Trade Turbulence Clouds Economic Picture
Federal Reserve Chair Jerome Powell warned Thursday that erratic import-export shifts caused by aggressive 2025 tariff policies are muddying GDP calculations, complicating efforts to gauge the economy's true strength. The remarks come as new 10% baseline tariffs (and 145% duties on select Chinese goods) spark retaliatory measures from trading partners, disrupting supply chains and business investment.
"What we're seeing is unprecedented volatility in trade components that traditionally help us measure productive output," Powell said during a monetary policy discussion, noting the Fed is adjusting its models to account for the distortions. Preliminary Q1 GDP figures showed just 0.3% annualized growth—a sharp drop from 2024's 2.8%—with net exports contributing significantly to the slowdown.
Business Sentiment Sours
Over 30% of CFOs now cite trade policy as their top concern, according to a recent survey, as intermediate goods costs spike and export markets shrink. The White House's temporary 90-day tariff exemptions for some nations in April did little to stabilize sentiment, with JPMorgan Chase now assigning a 60% probability to a 2025 recession.

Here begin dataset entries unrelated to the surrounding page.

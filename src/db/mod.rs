pub(crate) mod models;
pub(crate) mod types;

use std::time::Duration;

use sqlx::postgres::{PgConnectOptions, PgPoolOptions};
use sqlx::{ConnectOptions, PgPool};

use crate::core::config::Settings;

pub(crate) async fn init_pool(settings: &Settings) -> Result<PgPool, sqlx::Error> {
    let database_url = settings.database().database_url();
    let mut connect_options: PgConnectOptions = database_url.parse()?;

    connect_options = connect_options
        .application_name("orish-rust")
        .log_statements(tracing::log::LevelFilter::Off);

    PgPoolOptions::new()
        .max_connections(20)
        .min_connections(2)
        .acquire_timeout(Duration::from_secs(10))
        .idle_timeout(Duration::from_secs(600))
        .test_before_acquire(true)
        .connect_with(connect_options)
        .await
}

pub(crate) async fn run_migrations(pool: &PgPool) -> Result<(), sqlx::Error> {
    sqlx::migrate!("./migrations").run(pool).await?;
    Ok(())
}
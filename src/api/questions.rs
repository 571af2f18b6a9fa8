use axum::{
    extract::{Path, Query, State},
    http::StatusCode,
    routing::{get, post},
    Json, Router,
};
use serde::Deserialize;
use uuid::Uuid;
use validator::Validate;

use crate::api::errors::ApiError;
use crate::api::guards::CurrentTeacher;
use crate::core::state::AppState;
use crate::core::time::primitive_now_utc;
use crate::db::types::{AnswerType, Category};
use crate::repositories;
use crate::schemas::question::{
    GenerateQuestionsRequest, GeneratedQuestionsResponse, QuestionCreate, QuestionResponse,
    QuestionUpdate,
};
use crate::services::generation;

#[derive(Debug, Deserialize)]
pub(crate) struct QuestionListQuery {
    #[serde(default)]
    skip: i64,
    #[serde(default = "default_limit")]
    limit: i64,
}

pub(crate) fn router() -> Router<AppState> {
    Router::new()
        .route("/:category", get(list_questions).post(create_question))
        .route("/:category/generate", post(generate_questions))
        .route("/:category/:question_id", axum::routing::patch(update_question).delete(delete_question))
}

async fn list_questions(
    Path(category): Path<Category>,
    Query(params): Query<QuestionListQuery>,
    CurrentTeacher(_teacher): CurrentTeacher,
    State(state): State<AppState>,
) -> Result<Json<Vec<QuestionResponse>>, ApiError> {
    let questions =
        repositories::questions::list_by_category(state.db(), category, params.skip, params.limit)
            .await
            .map_err(|e| ApiError::internal(e, "Failed to list questions"))?;

    Ok(Json(questions.into_iter().map(QuestionResponse::from_db).collect()))
}

async fn create_question(
    Path(category): Path<Category>,
    CurrentTeacher(teacher): CurrentTeacher,
    State(state): State<AppState>,
    Json(payload): Json<QuestionCreate>,
) -> Result<(StatusCode, Json<QuestionResponse>), ApiError> {
    payload.validate().map_err(|e| ApiError::BadRequest(e.to_string()))?;

    let prompt = rendered_prompt(category, &payload.text);

    match category.answer_type() {
        AnswerType::Mcq => {
            let missing = payload.correct_answer.as_deref().map_or(true, str::is_empty)
                || payload.wrong1.as_deref().map_or(true, str::is_empty)
                || payload.wrong2.as_deref().map_or(true, str::is_empty)
                || payload.wrong3.as_deref().map_or(true, str::is_empty);
            if missing {
                return Err(ApiError::BadRequest(
                    "Multiple-choice questions need a correct answer and three wrong options"
                        .to_string(),
                ));
            }
        }
        AnswerType::Text => {
            if payload.reference_answer.as_deref().map_or(true, str::is_empty) {
                return Err(ApiError::BadRequest(
                    "Translation questions need a reference answer".to_string(),
                ));
            }
        }
    }

    let question = repositories::questions::create(
        state.db(),
        repositories::questions::CreateQuestion {
            id: &Uuid::new_v4().to_string(),
            category,
            prompt: &prompt,
            answer_type: category.answer_type(),
            correct_answer: payload.correct_answer.as_deref(),
            wrong1: payload.wrong1.as_deref(),
            wrong2: payload.wrong2.as_deref(),
            wrong3: payload.wrong3.as_deref(),
            reference_answer: payload.reference_answer.as_deref(),
            created_by: Some(&teacher.id),
            created_at: primitive_now_utc(),
        },
    )
    .await
    .map_err(|e| ApiError::internal(e, "Failed to create question"))?;

    tracing::info!(
        user_id = %teacher.id,
        question_id = %question.id,
        category = category.as_str(),
        action = "question_create",
        "Question added to the bank"
    );

    Ok((StatusCode::CREATED, Json(QuestionResponse::from_db(question))))
}

async fn generate_questions(
    Path(category): Path<Category>,
    CurrentTeacher(teacher): CurrentTeacher,
    State(state): State<AppState>,
    Json(payload): Json<GenerateQuestionsRequest>,
) -> Result<(StatusCode, Json<GeneratedQuestionsResponse>), ApiError> {
    let (drafts, used_fallback) =
        generation::generate_questions(state.model(), category, payload.prompt.as_deref()).await;

    let now = primitive_now_utc();
    let mut tx = state
        .db()
        .begin()
        .await
        .map_err(|e| ApiError::internal(e, "Failed to start transaction"))?;

    let mut created = Vec::with_capacity(drafts.len());
    for draft in &drafts {
        let question = repositories::questions::create(
            &mut *tx,
            repositories::questions::CreateQuestion {
                id: &Uuid::new_v4().to_string(),
                category,
                prompt: &draft.prompt,
                answer_type: draft.answer_type,
                correct_answer: draft.correct_answer.as_deref(),
                wrong1: draft.wrong1.as_deref(),
                wrong2: draft.wrong2.as_deref(),
                wrong3: draft.wrong3.as_deref(),
                reference_answer: draft.reference_answer.as_deref(),
                created_by: Some(&teacher.id),
                created_at: now,
            },
        )
        .await
        .map_err(|e| ApiError::internal(e, "Failed to insert generated question"))?;
        created.push(question);
    }
    tx.commit().await.map_err(|e| ApiError::internal(e, "Failed to commit transaction"))?;

    tracing::info!(
        user_id = %teacher.id,
        category = category.as_str(),
        count = created.len(),
        fallback = used_fallback,
        action = "question_generate",
        "Generated bank questions"
    );

    Ok((
        StatusCode::CREATED,
        Json(GeneratedQuestionsResponse {
            items: created.into_iter().map(QuestionResponse::from_db).collect(),
            fallback: used_fallback,
            notice: used_fallback
                .then(|| "AI temporarily offline. Added sample questions instead.".to_string()),
        }),
    ))
}

async fn update_question(
    Path((category, question_id)): Path<(Category, String)>,
    CurrentTeacher(teacher): CurrentTeacher,
    State(state): State<AppState>,
    Json(payload): Json<QuestionUpdate>,
) -> Result<Json<QuestionResponse>, ApiError> {
    let question = fetch_in_category(&state, category, &question_id).await?;

    repositories::questions::update(
        state.db(),
        &question.id,
        repositories::questions::UpdateQuestion {
            prompt: payload.prompt,
            correct_answer: payload.correct_answer,
            wrong1: payload.wrong1,
            wrong2: payload.wrong2,
            wrong3: payload.wrong3,
            reference_answer: payload.reference_answer,
        },
    )
    .await
    .map_err(|e| ApiError::internal(e, "Failed to update question"))?;

    let updated = repositories::questions::find_by_id(state.db(), &question.id)
        .await
        .map_err(|e| ApiError::internal(e, "Failed to fetch updated question"))?
        .ok_or_else(|| ApiError::NotFound("Question not found".to_string()))?;

    tracing::info!(
        user_id = %teacher.id,
        question_id = %updated.id,
        action = "question_update",
        "Question updated"
    );

    Ok(Json(QuestionResponse::from_db(updated)))
}

async fn delete_question(
    Path((category, question_id)): Path<(Category, String)>,
    CurrentTeacher(teacher): CurrentTeacher,
    State(state): State<AppState>,
) -> Result<StatusCode, ApiError> {
    let question = fetch_in_category(&state, category, &question_id).await?;

    repositories::questions::delete_by_id(state.db(), &question.id)
        .await
        .map_err(|e| ApiError::internal(e, "Failed to delete question"))?;

    tracing::info!(
        user_id = %teacher.id,
        question_id = %question.id,
        action = "question_delete",
        "Question removed from the bank"
    );

    Ok(StatusCode::NO_CONTENT)
}

async fn fetch_in_category(
    state: &AppState,
    category: Category,
    question_id: &str,
) -> Result<crate::db::models::BankQuestion, ApiError> {
    let question = repositories::questions::find_by_id(state.db(), question_id)
        .await
        .map_err(|e| ApiError::internal(e, "Failed to fetch question"))?;

    match question {
        Some(question) if question.category == category => Ok(question),
        _ => Err(ApiError::NotFound("Question not found".to_string())),
    }
}

fn rendered_prompt(category: Category, text: &str) -> String {
    let text = text.trim();
    match category {
        Category::Vocabulary => format!("Select the correct meaning for the word '{text}'."),
        Category::Grammar => text.replace("__", "____"),
        Category::Translation => text.to_string(),
    }
}

fn default_limit() -> i64 {
    100
}

#[cfg(test)]
mod tests {
    use super::rendered_prompt;
    use crate::db::types::Category;

    #[test]
    fn prompts_are_rendered_per_category() {
        assert_eq!(
            rendered_prompt(Category::Vocabulary, "serene"),
            "Select the correct meaning for the word 'serene'."
        );
        assert_eq!(rendered_prompt(Category::Grammar, "She __ home."), "She ____ home.");
        assert_eq!(
            rendered_prompt(Category::Translation, "Translate: Hallo."),
            "Translate: Hallo."
        );
    }
}
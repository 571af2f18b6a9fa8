use std::convert::Infallible;

use axum::body::Body;
use axum::extract::State;
use axum::http::header;
use axum::response::Response;
use axum::Json;
use tokio::sync::mpsc;

use crate::api::errors::ApiError;
use crate::api::guards::CurrentUser;
use crate::core::state::AppState;
use crate::schemas::assistant::{AssistantRequest, SearchRequest, SearchResponse};
use crate::services::assistant::turn;
use crate::services::web_search::{self, SearchError};

/// Max assistant turns per user per window.
const ASSISTANT_RATE_LIMIT: u64 = 20;
const ASSISTANT_RATE_WINDOW_SECONDS: u64 = 60;

const EVENT_CHANNEL_CAPACITY: usize = 16;

/// One assistant turn, streamed back as newline-delimited JSON events. The
/// turn runs in its own task; dropping the response body is the cancellation
/// signal.
pub(crate) async fn assistant(
    State(state): State<AppState>,
    CurrentUser(user): CurrentUser,
    Json(payload): Json<AssistantRequest>,
) -> Result<Response, ApiError> {
    if payload.message.trim().is_empty() {
        return Err(ApiError::BadRequest("Message must not be empty".to_string()));
    }

    let rate_key = format!("rl:assistant:{}", user.id);
    let allowed = state
        .redis()
        .rate_limit(&rate_key, ASSISTANT_RATE_LIMIT, ASSISTANT_RATE_WINDOW_SECONDS)
        .await
        .unwrap_or(true);
    if !allowed {
        return Err(ApiError::TooManyRequests("Too many assistant requests, try again later"));
    }

    let (tx, mut rx) = mpsc::channel(EVENT_CHANNEL_CAPACITY);
    tokio::spawn(turn::run_turn(state, user, payload.message, tx));

    let stream = async_stream::stream! {
        while let Some(event) = rx.recv().await {
            match serde_json::to_string(&event) {
                Ok(mut line) => {
                    line.push('\n');
                    yield Ok::<String, Infallible>(line);
                }
                Err(err) => {
                    tracing::warn!(error = %err, "Failed to serialize assistant event");
                }
            }
        }
    };

    Response::builder()
        .header(header::CONTENT_TYPE, "application/x-ndjson")
        .body(Body::from_stream(stream))
        .map_err(|e| ApiError::internal(e, "Failed to build assistant response"))
}

pub(crate) async fn search(
    State(state): State<AppState>,
    CurrentUser(_user): CurrentUser,
    Json(payload): Json<SearchRequest>,
) -> Result<Json<SearchResponse>, ApiError> {
    let results = web_search::search_internet(
        state.http(),
        &payload.query,
        web_search::DEFAULT_MAX_RESULTS,
    )
    .await
    .map_err(|err| match err {
        SearchError::EmptyQuery => ApiError::BadRequest("A search query is required".to_string()),
        SearchError::Request(reason) => ApiError::internal(reason, "Web search failed"),
    })?;

    Ok(Json(SearchResponse { query: payload.query.trim().to_string(), results }))
}

#[cfg(test)]
mod tests {
    use axum::http::{Method, StatusCode};
    use serde_json::json;
    use tower::ServiceExt;

    use crate::db::types::UserRole;
    use crate::repositories;
    use crate::test_support;

    #[tokio::test]
    async fn admin_exam_request_creates_exam_atomically_via_fallback() {
        let ctx = test_support::setup_test_context().await;

        let admin = test_support::insert_user(
            ctx.state.db(),
            "assistant-admin",
            "assistant-admin@example.com",
            UserRole::Admin,
            "assist-pass",
        )
        .await;
        let token = test_support::bearer_token(&admin.id, ctx.state.settings());

        let response = ctx
            .app
            .clone()
            .oneshot(test_support::json_request(
                Method::POST,
                "/api/v1/assistant",
                Some(&token),
                Some(json!({"message": "create a grammar exam called Midterm with 5 questions"})),
            ))
            .await
            .expect("assistant turn");
        assert_eq!(response.status(), StatusCode::OK);

        let events = test_support::read_ndjson(response).await;
        let terminal = events.last().expect("terminal event");
        assert_eq!(terminal["type"], "done");

        let actions = terminal["actions"].as_array().expect("actions");
        assert_eq!(actions.len(), 1);
        assert_eq!(actions[0]["type"], "create_exam");
        assert_eq!(actions[0]["status"], "success");
        assert_eq!(actions[0]["title"], "Midterm");
        assert_eq!(actions[0]["category"], "grammar");
        assert_eq!(actions[0]["questions"], 5);

        // Exactly one terminal event, nothing after it.
        let terminal_count =
            events.iter().filter(|event| event["type"] == "done" || event["type"] == "error").count();
        assert_eq!(terminal_count, 1);

        let exam = repositories::exams::find_by_title(ctx.state.db(), "Midterm")
            .await
            .expect("query exam")
            .expect("exam row");
        let questions = repositories::exams::count_questions(ctx.state.db(), &exam.id)
            .await
            .expect("count questions");
        assert_eq!(questions, 5);
    }

    #[tokio::test]
    async fn student_create_request_leaves_the_bank_untouched() {
        let ctx = test_support::setup_test_context().await;

        let student = test_support::insert_user(
            ctx.state.db(),
            "assistant-student",
            "assistant-student@example.com",
            UserRole::Student,
            "assist-pass",
        )
        .await;
        let token = test_support::bearer_token(&student.id, ctx.state.settings());

        let before = repositories::questions::count_all(ctx.state.db()).await.expect("count");

        let response = ctx
            .app
            .clone()
            .oneshot(test_support::json_request(
                Method::POST,
                "/api/v1/assistant",
                Some(&token),
                Some(json!({"message": "create a question"})),
            ))
            .await
            .expect("assistant turn");
        assert_eq!(response.status(), StatusCode::OK);

        let events = test_support::read_ndjson(response).await;
        let terminal = events.last().expect("terminal event");
        assert_eq!(terminal["type"], "done");
        assert_eq!(terminal["actions"][0]["status"], "forbidden");

        let after = repositories::questions::count_all(ctx.state.db()).await.expect("count");
        assert_eq!(before, after, "forbidden action must not write");
    }

    #[tokio::test]
    async fn empty_message_is_rejected() {
        let ctx = test_support::setup_test_context().await;

        let user = test_support::insert_user(
            ctx.state.db(),
            "empty-msg",
            "empty-msg@example.com",
            UserRole::Student,
            "assist-pass",
        )
        .await;
        let token = test_support::bearer_token(&user.id, ctx.state.settings());

        let response = ctx
            .app
            .clone()
            .oneshot(test_support::json_request(
                Method::POST,
                "/api/v1/assistant",
                Some(&token),
                Some(json!({"message": "   "})),
            ))
            .await
            .expect("assistant turn");
        assert_eq!(response.status(), StatusCode::BAD_REQUEST);
    }
}
use metrics_exporter_prometheus::{PrometheusBuilder, PrometheusHandle};

use crate::core::config::Settings;

/// Install the Prometheus recorder when enabled. The returned handle renders
/// scrape bodies; `None` keeps the `/metrics` surface dark.
pub(crate) fn init(settings: &Settings) -> anyhow::Result<Option<PrometheusHandle>> {
    if !settings.telemetry().prometheus_enabled {
        return Ok(None);
    }

    let handle = PrometheusBuilder::new().install_recorder()?;
    Ok(Some(handle))
}
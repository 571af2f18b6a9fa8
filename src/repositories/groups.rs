use sqlx::PgPool;

use crate::db::models::{BankQuestion, QuestionGroup};
use crate::db::types::Category;

const COLUMNS: &str = "\
    id, name, category, description, ai_prompt, created_by, created_at";

pub(crate) async fn find_by_id(
    pool: &PgPool,
    id: &str,
) -> Result<Option<QuestionGroup>, sqlx::Error> {
    sqlx::query_as::<_, QuestionGroup>(&format!(
        "SELECT {COLUMNS} FROM question_groups WHERE id = $1"
    ))
    .bind(id)
    .fetch_optional(pool)
    .await
}

/// Groups the user created plus groups shared with them.
pub(crate) async fn list_visible_to_user(
    pool: &PgPool,
    user_id: &str,
    is_staff: bool,
) -> Result<Vec<QuestionGroup>, sqlx::Error> {
    if is_staff {
        return sqlx::query_as::<_, QuestionGroup>(&format!(
            "SELECT {COLUMNS} FROM question_groups ORDER BY created_at DESC"
        ))
        .fetch_all(pool)
        .await;
    }

    sqlx::query_as::<_, QuestionGroup>(&format!(
        "SELECT {COLUMNS} FROM question_groups g
         WHERE EXISTS (
             SELECT 1 FROM question_group_assignments a
             WHERE a.group_id = g.id AND a.user_id = $1 AND a.can_view = TRUE
         )
         ORDER BY created_at DESC"
    ))
    .bind(user_id)
    .fetch_all(pool)
    .await
}

pub(crate) struct CreateGroup<'a> {
    pub id: &'a str,
    pub name: &'a str,
    pub category: Category,
    pub description: Option<&'a str>,
    pub ai_prompt: Option<&'a str>,
    pub created_by: Option<&'a str>,
    pub created_at: time::PrimitiveDateTime,
}

pub(crate) async fn create<'a>(
    executor: impl sqlx::PgExecutor<'a>,
    params: CreateGroup<'_>,
) -> Result<QuestionGroup, sqlx::Error> {
    sqlx::query_as::<_, QuestionGroup>(&format!(
        "INSERT INTO question_groups (
            id, name, category, description, ai_prompt, created_by, created_at
        ) VALUES ($1,$2,$3,$4,$5,$6,$7)
        RETURNING {COLUMNS}",
    ))
    .bind(params.id)
    .bind(params.name)
    .bind(params.category)
    .bind(params.description)
    .bind(params.ai_prompt)
    .bind(params.created_by)
    .bind(params.created_at)
    .fetch_one(executor)
    .await
}

pub(crate) async fn add_question(
    pool: &PgPool,
    id: &str,
    group_id: &str,
    question_id: &str,
    now: time::PrimitiveDateTime,
) -> Result<bool, sqlx::Error> {
    let result = sqlx::query(
        "INSERT INTO question_group_items (id, group_id, question_id, created_at)
         VALUES ($1,$2,$3,$4)
         ON CONFLICT (group_id, question_id) DO NOTHING",
    )
    .bind(id)
    .bind(group_id)
    .bind(question_id)
    .bind(now)
    .execute(pool)
    .await?;
    Ok(result.rows_affected() > 0)
}

pub(crate) async fn remove_question(
    pool: &PgPool,
    group_id: &str,
    question_id: &str,
) -> Result<u64, sqlx::Error> {
    let result =
        sqlx::query("DELETE FROM question_group_items WHERE group_id = $1 AND question_id = $2")
            .bind(group_id)
            .bind(question_id)
            .execute(pool)
            .await?;
    Ok(result.rows_affected())
}

pub(crate) async fn share_with_user(
    pool: &PgPool,
    id: &str,
    group_id: &str,
    user_id: &str,
    now: time::PrimitiveDateTime,
) -> Result<(), sqlx::Error> {
    sqlx::query(
        "INSERT INTO question_group_assignments (id, group_id, user_id, can_view, created_at)
         VALUES ($1,$2,$3,TRUE,$4)
         ON CONFLICT (group_id, user_id) DO UPDATE SET can_view = TRUE",
    )
    .bind(id)
    .bind(group_id)
    .bind(user_id)
    .bind(now)
    .execute(pool)
    .await?;
    Ok(())
}

pub(crate) async fn list_questions(
    pool: &PgPool,
    group_id: &str,
) -> Result<Vec<BankQuestion>, sqlx::Error> {
    sqlx::query_as::<_, BankQuestion>(
        "SELECT q.id, q.category, q.prompt, q.answer_type, q.correct_answer,
                q.wrong1, q.wrong2, q.wrong3, q.reference_answer, q.created_by, q.created_at
         FROM bank_questions q
         JOIN question_group_items i ON i.question_id = q.id
         WHERE i.group_id = $1
         ORDER BY i.created_at ASC",
    )
    .bind(group_id)
    .fetch_all(pool)
    .await
}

"You can't model confidence—and right now, CEOs are freezing capital expenditures until they see where this lands," said a Treasury official familiar with internal forecasts, speaking on condition of anonymity. The IMF estimates sustained 10% tariffs with full retaliation could reduce U.S. GDP by a full percentage point through 2026.
Policy Tightrope
The Fed finds itself in a bind, with inflation risks from tariffs limiting its ability to cut rates despite mounting growth concerns. Powell emphasized the central bank remains data-dependent, but acknowledged "measurement challenges require heightened vigilance." Markets now price in just one 25-basis-point cut by December, with the fed funds rate projected to end 2025 at 3.9%.
Meanwhile, consumers brace for higher prices as import costs filter through supply chains. "The math is simple—when tariffs make our inputs 10-15% more expensive, those get passed along," said the CEO of a mid-sized manufacturer, who asked not to be named due to ongoing tariff exemption negotiations. With UN forecasts suggesting 2025 GDP growth could halve to 1%, Powell's warning underscores how trade policy may dominate economic outcomes well beyond this election year.